Bitcoin was the first cryptocurrency, and while it’s still the biggest, Ethereum has risen to become the second-most valuable cryptocurrency in the world, with a market cap of over $68 billion. There are several major differences between these two digital currencies; this article will highlight some of the key ones, so you can make an informed decision about whether Ethereum or Bitcoin is better suited to your needs.
What are they? How can you use them? Where should you buy them? Ethereum and bitcoin have exploded in popularity since their creation (the former’s ICO was one of 2016’s biggest stories), but many people still aren’t sure how to get involved with cryptocurrency. Here, we answer all your questions about ethereum vs. bitcoin, as well as provide tips on how to start buying and using these new digital currencies!
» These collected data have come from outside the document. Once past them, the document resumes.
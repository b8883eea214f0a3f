use crate::foundation::core::NodeKind;
use crate::foundation::error::{ShelfError, ShelfResult};
use crate::graph::repo::{SceneGraph, member_refers_to};
use crate::naming::derive::{is_face_component, remap_face_component};
use crate::naming::matching::{MatchKind, best_match};
use crate::ops::BatchReport;

/// One shading assignment found on a source shape.
#[derive(Clone, Debug, PartialEq, Eq)]
pub enum Assignment {
    Object { shading_group: String },
    Faces { shading_group: String, faces: Vec<String> },
}

/// Mesh shapes below `root`, depth first, descending through transforms.
pub fn mesh_shapes_under<G: SceneGraph + ?Sized>(graph: &G, root: &str) -> Vec<String> {
    let mut out = Vec::new();
    for child in graph.children(root) {
        match child.kind {
            NodeKind::Transform => out.extend(mesh_shapes_under(graph, &child.name)),
            NodeKind::Mesh => out.push(child.name),
            _ => {}
        }
    }
    out
}

/// Object-level assignments first, then per-group face assignments.
pub fn assignments_of<G: SceneGraph + ?Sized>(graph: &G, shape: &str) -> Vec<Assignment> {
    let owner = graph.parent_of(shape);
    let refers = |m: &str| {
        member_refers_to(m, shape) || owner.as_deref().is_some_and(|o| member_refers_to(m, o))
    };

    let mut objects = Vec::new();
    let mut faces = Vec::new();
    for sg in graph.list(&NodeKind::ShadingEngine) {
        let members = graph.set_members(&sg.name);
        let whole = members
            .iter()
            .any(|m| m == shape || owner.as_deref() == Some(m.as_str()));
        if whole {
            objects.push(Assignment::Object {
                shading_group: sg.name.clone(),
            });
        }
        let face_members: Vec<String> = members
            .into_iter()
            .filter(|m| is_face_component(m) && refers(m))
            .collect();
        if !face_members.is_empty() {
            faces.push(Assignment::Faces {
                shading_group: sg.name,
                faces: face_members,
            });
        }
    }
    objects.extend(faces);
    objects
}

/// Re-apply the shading of meshes under `source` to same-named meshes under `target`.
///
/// Matching goes through [`best_match`], so a partial match is a guess: it is applied but
/// logged as a warning. Target meshes without a match are skipped.
#[tracing::instrument(skip(graph))]
pub fn transfer_shader_assignments<G: SceneGraph + ?Sized>(
    graph: &mut G,
    source: &str,
    target: &str,
) -> ShelfResult<BatchReport> {
    for root in [source, target] {
        if !graph.exists(root) {
            return Err(ShelfError::precondition(format!("'{root}' does not exist")));
        }
    }

    let sources: Vec<(String, Vec<Assignment>)> = mesh_shapes_under(graph, source)
        .into_iter()
        .map(|s| {
            let a = assignments_of(graph, &s);
            (s, a)
        })
        .filter(|(_, a)| !a.is_empty())
        .collect();
    if sources.is_empty() {
        return Err(ShelfError::precondition(format!(
            "no shader assignments found under '{source}'"
        )));
    }
    let targets = mesh_shapes_under(graph, target);
    if targets.is_empty() {
        return Err(ShelfError::precondition(format!("no meshes found under '{target}'")));
    }

    let names: Vec<&str> = sources.iter().map(|(s, _)| s.as_str()).collect();
    let mut report = BatchReport::default();
    for shape in targets {
        let Some(found) = best_match(&shape, &names) else {
            report.skip(shape, "no matching source shape");
            continue;
        };
        match found.kind {
            MatchKind::Exact => tracing::debug!(%shape, source = found.name, "exact match"),
            MatchKind::Partial => {
                tracing::warn!(%shape, source = found.name, "partial name match")
            }
        }
        let result = apply(graph, &shape, &sources[found.index].1);
        report.record(shape, result);
    }
    Ok(report)
}

fn apply<G: SceneGraph + ?Sized>(
    graph: &mut G,
    shape: &str,
    assignments: &[Assignment],
) -> ShelfResult<()> {
    for assignment in assignments {
        match assignment {
            Assignment::Object { shading_group } => {
                graph.force_element(shading_group, &[shape.to_string()])?;
            }
            Assignment::Faces {
                shading_group,
                faces,
            } => {
                let remapped: Vec<String> = faces
                    .iter()
                    .filter_map(|f| remap_face_component(f, shape))
                    .collect();
                if remapped.is_empty() {
                    return Err(ShelfError::validation(format!(
                        "no valid faces to assign from '{shading_group}'"
                    )));
                }
                graph.force_element(shading_group, &remapped)?;
            }
        }
    }
    Ok(())
}

/// Selection-driven form: the first selected transform is the source, the second the target.
pub fn transfer_from_selection<G: SceneGraph + ?Sized>(graph: &mut G) -> ShelfResult<BatchReport> {
    let groups: Vec<String> = graph
        .selection()
        .into_iter()
        .filter(|s| graph.node(s).is_some_and(|n| n.kind == NodeKind::Transform))
        .collect();
    let [source, target] = groups.as_slice() else {
        return Err(ShelfError::precondition(
            "select exactly two groups: the source group, then the target group",
        ));
    };
    let (source, target) = (source.clone(), target.clone());
    transfer_shader_assignments(graph, &source, &target)
}

#[cfg(test)]
#[path = "../../tests/unit/ops/shader_transfer.rs"]
mod tests;
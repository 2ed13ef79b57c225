//! Encoding Error Types

use thiserror::Error;

/// Errors during profile encoding
#[derive(Debug, Clone, PartialEq, Eq, Error)]
pub enum EncodeError {
    /// Attribute value outside its declared domain
    #[error("{attribute} value {value:?} is not an admissible value")]
    InvalidAttributeValue {
        attribute: &'static str,
        value: String,
    },
}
A majority of people think of cryptocurrency as an investment vehicle, but using it to pay for things is growing in popularity. This shift poses risks and rewards for both consumers and businesses that accept cryptocurrency as a form of payment. Before you get started, read up on its pros and cons. But first—do your research! There are lots of fake cryptocurrencies out there; don’t be fooled by their pitches. And never invest more than you can afford to lose; not all currency is alike and not all tokens are here to stay. The same goes for exchanges – make sure yours are vetted by a trusted authority like Coincub.
How to buy
If you want to get some of these cryptocurrencies, it’s not too difficult a process—but first you have to buy some actual currency (USD, EUR, etc.). You can do that using one of several popular cryptocurrency exchanges like Coinbase and Kraken or in person at sites like Local Bitcoins. Check coincub.com for recommendations for trustworhy exchanges where you can buy as much crypto as you need.
Make your first trade
If you want to invest in cryptocurrencies, it’s important to get started as early as possible. Cryptocurrencies are extremely volatile and you don’t want to get in when everyone else is thinking about getting out. We recommend that you make your first cryptocurrency trade only if: (1) You are ready for extreme volatility; (2) You have a small investment budget; and (3) You plan on holding for at least a year. Otherwise, it might be best to sit back and watch from a distance until your risk tolerance grows along with its value. If you already own Bitcoin or Ethereum or some other cryptocurrency, then congratulations—you can skip ahead! Start monitoring any exchanges where you hold positions; over time, markets will become less volatile and prices should stabilize more quickly.